**What you should do**.
Only lines with the word "loop" belong in the answer; copy them from the records below.
----------
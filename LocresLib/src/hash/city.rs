//! SPDX-FileCopyrightText: 2011 Google, Inc. (`CityHash` v1.1, MIT)
//!
//! SPDX-License-Identifier: MIT
//!
//! `CityHash64` (v1.1), as bundled with the engine's core hashing utilities.
//!
//! Only the 64-bit entry point is needed: the `Optimized_CityHash64_UTF16`
//! layout folds it down to 32 bits for namespace and key fingerprints.

const K0: u64 = 0xc3a5c85c97cb3127;
const K1: u64 = 0xb492b66fbe98f273;
const K2: u64 = 0x9ae16a3b2f90404f;
const K_MUL: u64 = 0x9ddfea08eb382d69;

#[inline]
fn fetch64(s: &[u8], pos: usize) -> u64 {
    let mut buf = [0u8; 8];
    buf.copy_from_slice(&s[pos..pos + 8]);
    u64::from_le_bytes(buf)
}

#[inline]
fn fetch32(s: &[u8], pos: usize) -> u64 {
    let mut buf = [0u8; 4];
    buf.copy_from_slice(&s[pos..pos + 4]);
    u64::from(u32::from_le_bytes(buf))
}

#[inline]
fn shift_mix(v: u64) -> u64 {
    v ^ (v >> 47)
}

#[inline]
fn hash_len_16_mul(u: u64, v: u64, mul: u64) -> u64 {
    let mut a = (u ^ v).wrapping_mul(mul);
    a ^= a >> 47;
    let mut b = (v ^ a).wrapping_mul(mul);
    b ^= b >> 47;
    b.wrapping_mul(mul)
}

#[inline]
fn hash_len_16(u: u64, v: u64) -> u64 {
    hash_len_16_mul(u, v, K_MUL)
}

fn hash_len_0_to_16(s: &[u8]) -> u64 {
    let len = s.len();
    if len >= 8 {
        let mul = K2.wrapping_add(len as u64 * 2);
        let a = fetch64(s, 0).wrapping_add(K2);
        let b = fetch64(s, len - 8);
        let c = b.rotate_right(37).wrapping_mul(mul).wrapping_add(a);
        let d = a.rotate_right(25).wrapping_add(b).wrapping_mul(mul);
        return hash_len_16_mul(c, d, mul);
    }
    if len >= 4 {
        let mul = K2.wrapping_add(len as u64 * 2);
        let a = fetch32(s, 0);
        return hash_len_16_mul((len as u64).wrapping_add(a << 3), fetch32(s, len - 4), mul);
    }
    if len > 0 {
        let a = u32::from(s[0]);
        let b = u32::from(s[len >> 1]);
        let c = u32::from(s[len - 1]);
        let y = a.wrapping_add(b << 8);
        let z = (len as u32).wrapping_add(c << 2);
        return shift_mix(u64::from(y).wrapping_mul(K2) ^ u64::from(z).wrapping_mul(K0))
            .wrapping_mul(K2);
    }
    K2
}

fn hash_len_17_to_32(s: &[u8]) -> u64 {
    let len = s.len();
    let mul = K2.wrapping_add(len as u64 * 2);
    let a = fetch64(s, 0).wrapping_mul(K1);
    let b = fetch64(s, 8);
    let c = fetch64(s, len - 8).wrapping_mul(mul);
    let d = fetch64(s, len - 16).wrapping_mul(K2);
    hash_len_16_mul(
        a.wrapping_add(b)
            .rotate_right(43)
            .wrapping_add(c.rotate_right(30))
            .wrapping_add(d),
        a.wrapping_add(b.wrapping_add(K2).rotate_right(18))
            .wrapping_add(c),
        mul,
    )
}

fn hash_len_33_to_64(s: &[u8]) -> u64 {
    let len = s.len();
    let mul = K2.wrapping_add(len as u64 * 2);
    let a = fetch64(s, 0).wrapping_mul(K2);
    let b = fetch64(s, 8);
    let c = fetch64(s, len - 24);
    let d = fetch64(s, len - 32);
    let e = fetch64(s, 16).wrapping_mul(K2);
    let f = fetch64(s, 24).wrapping_mul(9);
    let g = fetch64(s, len - 8);
    let h = fetch64(s, len - 16).wrapping_mul(mul);
    let u = a
        .wrapping_add(g)
        .rotate_right(43)
        .wrapping_add(b.rotate_right(30).wrapping_add(c).wrapping_mul(9));
    let v = (a.wrapping_add(g) ^ d).wrapping_add(f).wrapping_add(1);
    let w = u
        .wrapping_add(v)
        .wrapping_mul(mul)
        .swap_bytes()
        .wrapping_add(h);
    let x = e.wrapping_add(f).rotate_right(42).wrapping_add(c);
    let y = v
        .wrapping_add(w)
        .wrapping_mul(mul)
        .swap_bytes()
        .wrapping_add(g)
        .wrapping_mul(mul);
    let z = e.wrapping_add(f).wrapping_add(c);
    let a = x
        .wrapping_add(z)
        .wrapping_mul(mul)
        .wrapping_add(y)
        .swap_bytes()
        .wrapping_add(b);
    let b = shift_mix(
        z.wrapping_add(a)
            .wrapping_mul(mul)
            .wrapping_add(d)
            .wrapping_add(h),
    )
    .wrapping_mul(mul);
    b.wrapping_add(x)
}

/// Two 64-bit lanes mixed from 32 bytes plus two seeds.
fn weak_hash_len_32_with_seeds(s: &[u8], pos: usize, a: u64, b: u64) -> (u64, u64) {
    let w = fetch64(s, pos);
    let x = fetch64(s, pos + 8);
    let y = fetch64(s, pos + 16);
    let z = fetch64(s, pos + 24);

    let mut a = a.wrapping_add(w);
    let mut b = b.wrapping_add(a).wrapping_add(z).rotate_right(21);
    let c = a;
    a = a.wrapping_add(x);
    a = a.wrapping_add(y);
    b = b.wrapping_add(a.rotate_right(44));
    (a.wrapping_add(z), b.wrapping_add(c))
}

/// Compute `CityHash64` over a byte slice.
#[must_use]
pub fn city_hash64(s: &[u8]) -> u64 {
    let len = s.len();
    if len <= 32 {
        if len <= 16 {
            return hash_len_0_to_16(s);
        }
        return hash_len_17_to_32(s);
    }
    if len <= 64 {
        return hash_len_33_to_64(s);
    }

    // For strings over 64 bytes we hash the end first, then loop over
    // 64-byte chunks keeping 56 bytes of state: v, w, x, y and z.
    let mut x = fetch64(s, len - 40);
    let mut y = fetch64(s, len - 16).wrapping_add(fetch64(s, len - 56));
    let mut z = hash_len_16(
        fetch64(s, len - 48).wrapping_add(len as u64),
        fetch64(s, len - 24),
    );
    let mut v = weak_hash_len_32_with_seeds(s, len - 64, len as u64, z);
    let mut w = weak_hash_len_32_with_seeds(s, len - 32, y.wrapping_add(K1), x);
    x = x.wrapping_mul(K1).wrapping_add(fetch64(s, 0));

    let mut remaining = (len - 1) & !63;
    let mut pos = 0;
    loop {
        x = x
            .wrapping_add(y)
            .wrapping_add(v.0)
            .wrapping_add(fetch64(s, pos + 8))
            .rotate_right(37)
            .wrapping_mul(K1);
        y = y
            .wrapping_add(v.1)
            .wrapping_add(fetch64(s, pos + 48))
            .rotate_right(42)
            .wrapping_mul(K1);
        x ^= w.1;
        y = y.wrapping_add(v.0).wrapping_add(fetch64(s, pos + 40));
        z = z.wrapping_add(w.0).rotate_right(33).wrapping_mul(K1);
        v = weak_hash_len_32_with_seeds(s, pos, v.1.wrapping_mul(K1), x.wrapping_add(w.0));
        w = weak_hash_len_32_with_seeds(
            s,
            pos + 32,
            z.wrapping_add(w.1),
            y.wrapping_add(fetch64(s, pos + 16)),
        );
        std::mem::swap(&mut z, &mut x);

        pos += 64;
        remaining -= 64;
        if remaining == 0 {
            break;
        }
    }

    hash_len_16(
        hash_len_16(v.0, w.0)
            .wrapping_add(shift_mix(y).wrapping_mul(K1))
            .wrapping_add(z),
        hash_len_16(v.1, w.1).wrapping_add(x),
    )
}

#[cfg(test)]
mod tests {
    use super::*;

    #[test]
    fn test_empty_input() {
        assert_eq!(city_hash64(b""), K2);
    }

    #[test]
    fn test_known_values() {
        assert_eq!(city_hash64(b"hello"), 0xb48be5a931380ce8);
        let data: Vec<u8> = (0u8..100).collect();
        assert_eq!(city_hash64(&data), 0xa47fe83e60b34cc6);
    }

    #[test]
    fn test_every_length_class_is_stable() {
        // 0-16, 17-32, 33-64 and the chunked path all go through different code
        let data: Vec<u8> = (0u8..=200).collect();
        for len in [1, 3, 4, 7, 8, 16, 17, 31, 32, 33, 63, 64, 65, 127, 128, 129, 200] {
            let first = city_hash64(&data[..len]);
            let second = city_hash64(&data[..len]);
            assert_eq!(first, second, "length {len}");
        }
    }

    #[test]
    fn test_lengths_produce_distinct_hashes() {
        let data = [0x41u8; 130];
        let mut seen = std::collections::HashSet::new();
        for len in 0..data.len() {
            assert!(seen.insert(city_hash64(&data[..len])), "collision at length {len}");
        }
    }
}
----------
**Task result**.
    // For strings over 64 bytes we hash the end first, then loop over
    loop {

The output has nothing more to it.